WHAT THIS TASK INVOLVES
Find the line holding "use crate::context::ExecutionContext;" in the entries below. Give it again exactly, along with every line after it up to and including the line holding "impl ExecutionListener for NullExecutionListener".

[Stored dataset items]
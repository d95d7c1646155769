//! Execution listeners
//!
//! The engine reports the lifecycle of every frame (play, stop, pause, fail)
//! to a listener. Transaction strategies hook into that pipeline by wrapping
//! the frame's own listener.

use std::error::Error;
use std::rc::Rc;

use crate::context::ExecutionContext;
use crate::error::Result;
use crate::strategy::TransactionStrategy;

/// Lifecycle callbacks of an executing frame
pub trait ExecutionListener {
    /// The frame starts or resumes executing
    fn on_execution_play(&self, context: &dyn ExecutionContext) -> Result<()>;

    /// The frame completed successfully
    fn on_execution_stop(&self, context: &dyn ExecutionContext) -> Result<()>;

    /// The frame is suspended and will be played again later
    fn on_execution_pause(&self, context: &dyn ExecutionContext) -> Result<()>;

    /// The frame was aborted by `error`
    fn on_execution_fail(&self, context: &dyn ExecutionContext, error: &dyn Error) -> Result<()>;
}

/// Listener that ignores every callback
#[derive(Debug, Clone, Copy, Default)]
pub struct NullExecutionListener;

impl ExecutionListener for NullExecutionListener {
    fn on_execution_play(&self, _context: &dyn ExecutionContext) -> Result<()> {
        Ok(())
    }

    fn on_execution_stop(&self, _context: &dyn ExecutionContext) -> Result<()> {
        Ok(())
    }

    fn on_execution_pause(&self, _context: &dyn ExecutionContext) -> Result<()> {
        Ok(())
    }

    fn on_execution_fail(&self, _context: &dyn ExecutionContext, _error: &dyn Error) -> Result<()> {
        Ok(())
    }
}

/// Routes every callback through a strategy before it reaches `inner`
pub struct TransactionExecutionListener {
    strategy: TransactionStrategy,
    inner: Rc<dyn ExecutionListener>,
}

impl TransactionExecutionListener {
    pub fn new(strategy: TransactionStrategy, inner: Rc<dyn ExecutionListener>) -> Self {
        Self { strategy, inner }
    }

    pub fn strategy(&self) -> &TransactionStrategy {
        &self.strategy
    }
}

impl ExecutionListener for TransactionExecutionListener {
    fn on_execution_play(&self, context: &dyn ExecutionContext) -> Result<()> {
        self.strategy.on_execution_play(context, self.inner.as_ref())
    }

    fn on_execution_stop(&self, context: &dyn ExecutionContext) -> Result<()> {
        self.strategy.on_execution_stop(context, self.inner.as_ref())
    }

    fn on_execution_pause(&self, context: &dyn ExecutionContext) -> Result<()> {
        self.strategy.on_execution_pause(context, self.inner.as_ref())
    }

    fn on_execution_fail(&self, context: &dyn ExecutionContext, error: &dyn Error) -> Result<()> {
        self.strategy
            .on_execution_fail(context, self.inner.as_ref(), error)
    }
}

/// Listener for frames bound to a child strategy.
///
/// The outer strategy plays and pauses its registered child as part of its
/// own play and pause, so those callbacks only reach `inner` here. Stop and
/// fail end the child and go through the strategy.
pub struct ChildTransactionExecutionListener {
    strategy: TransactionStrategy,
    inner: Rc<dyn ExecutionListener>,
}

impl ChildTransactionExecutionListener {
    pub fn new(strategy: TransactionStrategy, inner: Rc<dyn ExecutionListener>) -> Self {
        Self { strategy, inner }
    }

    pub fn strategy(&self) -> &TransactionStrategy {
        &self.strategy
    }
}

impl ExecutionListener for ChildTransactionExecutionListener {
    fn on_execution_play(&self, context: &dyn ExecutionContext) -> Result<()> {
        self.inner.on_execution_play(context)
    }

    fn on_execution_stop(&self, context: &dyn ExecutionContext) -> Result<()> {
        self.strategy.on_execution_stop(context, self.inner.as_ref())
    }

    fn on_execution_pause(&self, context: &dyn ExecutionContext) -> Result<()> {
        self.inner.on_execution_pause(context)
    }

    fn on_execution_fail(&self, context: &dyn ExecutionContext, error: &dyn Error) -> Result<()> {
        self.strategy
            .on_execution_fail(context, self.inner.as_ref(), error)
    }
}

SOLUTION BELOW
use crate::context::ExecutionContext;
use crate::error::Result;
use crate::strategy::TransactionStrategy;

/// Lifecycle callbacks of an executing frame
pub trait ExecutionListener {
    /// The frame starts or resumes executing
    fn on_execution_play(&self, context: &dyn ExecutionContext) -> Result<()>;

    /// The frame completed successfully
    fn on_execution_stop(&self, context: &dyn ExecutionContext) -> Result<()>;

    /// The frame is suspended and will be played again later
    fn on_execution_pause(&self, context: &dyn ExecutionContext) -> Result<()>;

    /// The frame was aborted by `error`
    fn on_execution_fail(&self, context: &dyn ExecutionContext, error: &dyn Error) -> Result<()>;
}

/// Listener that ignores every callback
#[derive(Debug, Clone, Copy, Default)]
pub struct NullExecutionListener;

impl ExecutionListener for NullExecutionListener {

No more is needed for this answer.